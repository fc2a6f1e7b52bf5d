//! Contextual memory - a time-bounded cache of generated content.
//!
//! Keyed by the literal prompt string, pruned by age on every write. The
//! entry map serializes as a plain object so it nests inside the snapshot
//! wire format unchanged; the configured max age is runtime state and is
//! not persisted.

use crate::synth::GeneratedContent;
use indexmap::IndexMap;
use serde::de::Deserializer;
use serde::ser::Serializer;
use serde::{Deserialize, Serialize};
use std::time::{SystemTime, UNIX_EPOCH};

/// Default entry lifetime: 30 days, in milliseconds.
pub const DEFAULT_MAX_AGE_MS: u64 = 30 * 24 * 60 * 60 * 1000;

/// Current wall-clock time as milliseconds since the Unix epoch.
pub fn now_millis() -> u64 {
    SystemTime::now()
        .duration_since(UNIX_EPOCH)
        .unwrap_or_default()
        .as_millis() as u64
}

/// One remembered generation result.
#[derive(Debug, Clone, PartialEq, Eq, Serialize, Deserialize)]
pub struct MemoryEntry {
    /// The content returned for the prompt.
    pub content: GeneratedContent,

    /// Creation time, milliseconds since the Unix epoch.
    pub timestamp: u64,
}

/// Prompt-keyed cache of previously generated content.
#[derive(Debug, Clone)]
pub struct ContextualMemory {
    entries: IndexMap<String, MemoryEntry>,
    max_age_ms: u64,
}

impl Default for ContextualMemory {
    fn default() -> Self {
        Self::new()
    }
}

impl ContextualMemory {
    /// Create an empty cache with the default 30-day max age.
    pub fn new() -> Self {
        Self::with_max_age(DEFAULT_MAX_AGE_MS)
    }

    /// Create an empty cache with a custom max entry age.
    pub fn with_max_age(max_age_ms: u64) -> Self {
        Self {
            entries: IndexMap::new(),
            max_age_ms,
        }
    }

    /// Change the max entry age for subsequent writes.
    pub fn set_max_age(&mut self, max_age_ms: u64) {
        self.max_age_ms = max_age_ms;
    }

    /// Insert or overwrite the entry for `prompt`, then prune expired
    /// entries.
    ///
    /// Pruning scans every entry on every write. That is O(entries) per
    /// call, which is fine at the intended single-digit request rate.
    pub fn remember(&mut self, prompt: &str, content: GeneratedContent, now_ms: u64) {
        self.entries.insert(
            prompt.to_string(),
            MemoryEntry {
                content,
                timestamp: now_ms,
            },
        );
        self.prune(now_ms);
    }

    /// Exact-string lookup of previously generated content.
    pub fn recall(&self, prompt: &str) -> Option<&GeneratedContent> {
        self.entries.get(prompt).map(|entry| &entry.content)
    }

    /// Number of remembered prompts.
    pub fn len(&self) -> usize {
        self.entries.len()
    }

    /// Whether the cache is empty.
    pub fn is_empty(&self) -> bool {
        self.entries.is_empty()
    }

    /// Union another cache's entries into this one. On a prompt collision
    /// the incoming entry replaces the existing one.
    pub(crate) fn absorb(&mut self, other: ContextualMemory) {
        for (prompt, entry) in other.entries {
            self.entries.insert(prompt, entry);
        }
    }

    /// Drop entries strictly older than the max age. An entry whose age
    /// equals the max age exactly is kept.
    fn prune(&mut self, now_ms: u64) {
        let max_age_ms = self.max_age_ms;
        self.entries
            .retain(|_, entry| now_ms.saturating_sub(entry.timestamp) <= max_age_ms);
    }
}

impl Serialize for ContextualMemory {
    fn serialize<S: Serializer>(&self, serializer: S) -> Result<S::Ok, S::Error> {
        self.entries.serialize(serializer)
    }
}

impl<'de> Deserialize<'de> for ContextualMemory {
    fn deserialize<D: Deserializer<'de>>(deserializer: D) -> Result<Self, D::Error> {
        Ok(Self {
            entries: IndexMap::deserialize(deserializer)?,
            max_age_ms: DEFAULT_MAX_AGE_MS,
        })
    }
}

#[cfg(test)]
mod tests {
    use super::*;

    const MAX_AGE: u64 = 1_000;

    fn content(title: &str) -> GeneratedContent {
        GeneratedContent {
            title: title.to_string(),
            description: format!("About {title}."),
        }
    }

    #[test]
    fn test_remember_and_recall() {
        let mut memory = ContextualMemory::new();
        memory.remember("blue whale", content("Blue Whale Exploration"), 100);

        let recalled = memory.recall("blue whale").unwrap();
        assert_eq!(recalled.title, "Blue Whale Exploration");
        assert!(memory.recall("blue").is_none());
    }

    #[test]
    fn test_recall_is_exact_match_only() {
        let mut memory = ContextualMemory::new();
        memory.remember("Blue Whale", content("A"), 100);

        assert!(memory.recall("blue whale").is_none());
        assert!(memory.recall("Blue Whale").is_some());
    }

    #[test]
    fn test_remember_overwrites() {
        let mut memory = ContextualMemory::new();
        memory.remember("castle", content("First"), 100);
        memory.remember("castle", content("Second"), 200);

        assert_eq!(memory.len(), 1);
        assert_eq!(memory.recall("castle").unwrap().title, "Second");
    }

    #[test]
    fn test_eviction_boundary() {
        let inserted_at = 10_000;

        let mut memory = ContextualMemory::with_max_age(MAX_AGE);
        memory.remember("old", content("Old"), inserted_at);

        // Still present one tick before the max age.
        memory.remember("probe", content("P"), inserted_at + MAX_AGE - 1);
        assert!(memory.recall("old").is_some());

        // Present at exactly the max age (strict comparison).
        memory.remember("probe", content("P"), inserted_at + MAX_AGE);
        assert!(memory.recall("old").is_some());

        // Gone one tick past it.
        memory.remember("probe", content("P"), inserted_at + MAX_AGE + 1);
        assert!(memory.recall("old").is_none());
        assert!(memory.recall("probe").is_some());
    }

    #[test]
    fn test_prune_runs_on_every_write() {
        let mut memory = ContextualMemory::with_max_age(MAX_AGE);
        memory.remember("a", content("A"), 0);
        memory.remember("b", content("B"), 10);
        memory.remember("c", content("C"), 5_000);

        assert_eq!(memory.len(), 1);
        assert!(memory.recall("c").is_some());
    }

    #[test]
    fn test_absorb_incoming_wins() {
        let mut base = ContextualMemory::new();
        base.remember("shared", content("Base"), 100);
        base.remember("only-base", content("Kept"), 100);

        let mut incoming = ContextualMemory::new();
        incoming.remember("shared", content("Incoming"), 200);

        base.absorb(incoming);

        assert_eq!(base.recall("shared").unwrap().title, "Incoming");
        assert_eq!(base.recall("only-base").unwrap().title, "Kept");
    }

    #[test]
    fn test_serializes_as_plain_entry_map() {
        let mut memory = ContextualMemory::new();
        memory.remember("key", content("Value"), 99);

        let json: serde_json::Value =
            serde_json::from_str(&serde_json::to_string(&memory).unwrap()).unwrap();
        assert_eq!(json["key"]["timestamp"], 99);
        assert_eq!(json["key"]["content"]["title"], "Value");

        let restored: ContextualMemory = serde_json::from_value(json).unwrap();
        assert_eq!(restored.recall("key").unwrap().title, "Value");
    }
}
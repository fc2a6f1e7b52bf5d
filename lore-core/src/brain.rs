//! The knowledge accumulator.
//!
//! A `Brain` holds three statistics tables built by digesting text, plus the
//! contextual memory of previously generated content. The same struct is the
//! serialized snapshot: the serde field names pin the on-disk wire format,
//! and `IndexMap` preserves insertion order so tie-breaking during synthesis
//! stays reproducible across save/load.

use crate::memory::ContextualMemory;
use crate::tokenize::tokenize;
use indexmap::IndexMap;
use serde::{Deserialize, Serialize};

/// Number of tokens in a recurring pattern.
const PATTERN_LEN: usize = 3;

/// Accumulated lexical statistics and contextual memory.
///
/// Counts only ever grow during the accumulator's lifetime; the contextual
/// memory is the single table whose entries can be removed, and only by age.
#[derive(Debug, Clone, Default, Serialize, Deserialize)]
pub struct Brain {
    /// Token -> occurrence count across all digested text.
    #[serde(default)]
    pub knowledge: IndexMap<String, u64>,

    /// Token -> (successor token -> co-occurrence count). An edge exists
    /// only for pairs digested as adjacent; no zero-weight edge is stored.
    #[serde(default)]
    pub relationships: IndexMap<String, IndexMap<String, u64>>,

    /// 3-token phrase -> occurrence count.
    #[serde(default, rename = "generationRules")]
    pub generation_rules: IndexMap<String, u64>,

    /// Prompt -> previously generated content, bounded by age.
    #[serde(default, rename = "contextualMemory")]
    pub contextual_memory: ContextualMemory,
}

impl Brain {
    /// Create an empty accumulator.
    pub fn new() -> Self {
        Self::default()
    }

    /// Fold one text's statistics into the accumulator.
    ///
    /// Every token's frequency is incremented; each adjacent pair
    /// `(prev, cur)` increments the `prev -> cur` relationship edge (the
    /// first token has no predecessor and contributes frequency only); each
    /// contiguous 3-token window increments its pattern count. Never fails:
    /// empty or whitespace-only text contributes nothing.
    pub fn digest(&mut self, text: &str) {
        let words = tokenize(text);

        for (index, word) in words.iter().enumerate() {
            *self.knowledge.entry(word.clone()).or_insert(0) += 1;

            if index > 0 {
                let prev = &words[index - 1];
                *self
                    .relationships
                    .entry(prev.clone())
                    .or_default()
                    .entry(word.clone())
                    .or_insert(0) += 1;
            }
        }

        for window in words.windows(PATTERN_LEN) {
            let pattern = window.join(" ");
            *self.generation_rules.entry(pattern).or_insert(0) += 1;
        }
    }

    /// Merge another snapshot into this accumulator.
    ///
    /// The three statistics tables are summed key-by-key, so merging is
    /// commutative and associative regardless of load order. Contextual
    /// memory entries are unioned; on a prompt collision the incoming entry
    /// replaces the existing one.
    pub fn merge(&mut self, snapshot: Brain) {
        for (word, count) in snapshot.knowledge {
            *self.knowledge.entry(word).or_insert(0) += count;
        }

        for (word, successors) in snapshot.relationships {
            let edges = self.relationships.entry(word).or_default();
            for (successor, count) in successors {
                *edges.entry(successor).or_insert(0) += count;
            }
        }

        for (pattern, count) in snapshot.generation_rules {
            *self.generation_rules.entry(pattern).or_insert(0) += count;
        }

        self.contextual_memory.absorb(snapshot.contextual_memory);
    }

    /// Number of distinct tokens seen so far.
    pub fn vocabulary_size(&self) -> usize {
        self.knowledge.len()
    }
}
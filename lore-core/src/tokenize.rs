//! Corpus and prompt tokenization.
//!
//! Lowercases the input and splits on runs of whitespace. Tokens keep any
//! attached punctuation: all accumulated statistics were built over raw
//! tokens, so stripping punctuation here would orphan existing keys.

/// Split text into a lowercase word sequence.
///
/// Empty or whitespace-only input yields an empty sequence.
pub fn tokenize(text: &str) -> Vec<String> {
    text.to_lowercase()
        .split_whitespace()
        .map(str::to_string)
        .collect()
}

Exercise directions: Where the word "exactly" shows up in a line of the listing, return that line.

Answer section:
    /// equals the max age exactly is kept.
        // Present at exactly the max age (strict comparison).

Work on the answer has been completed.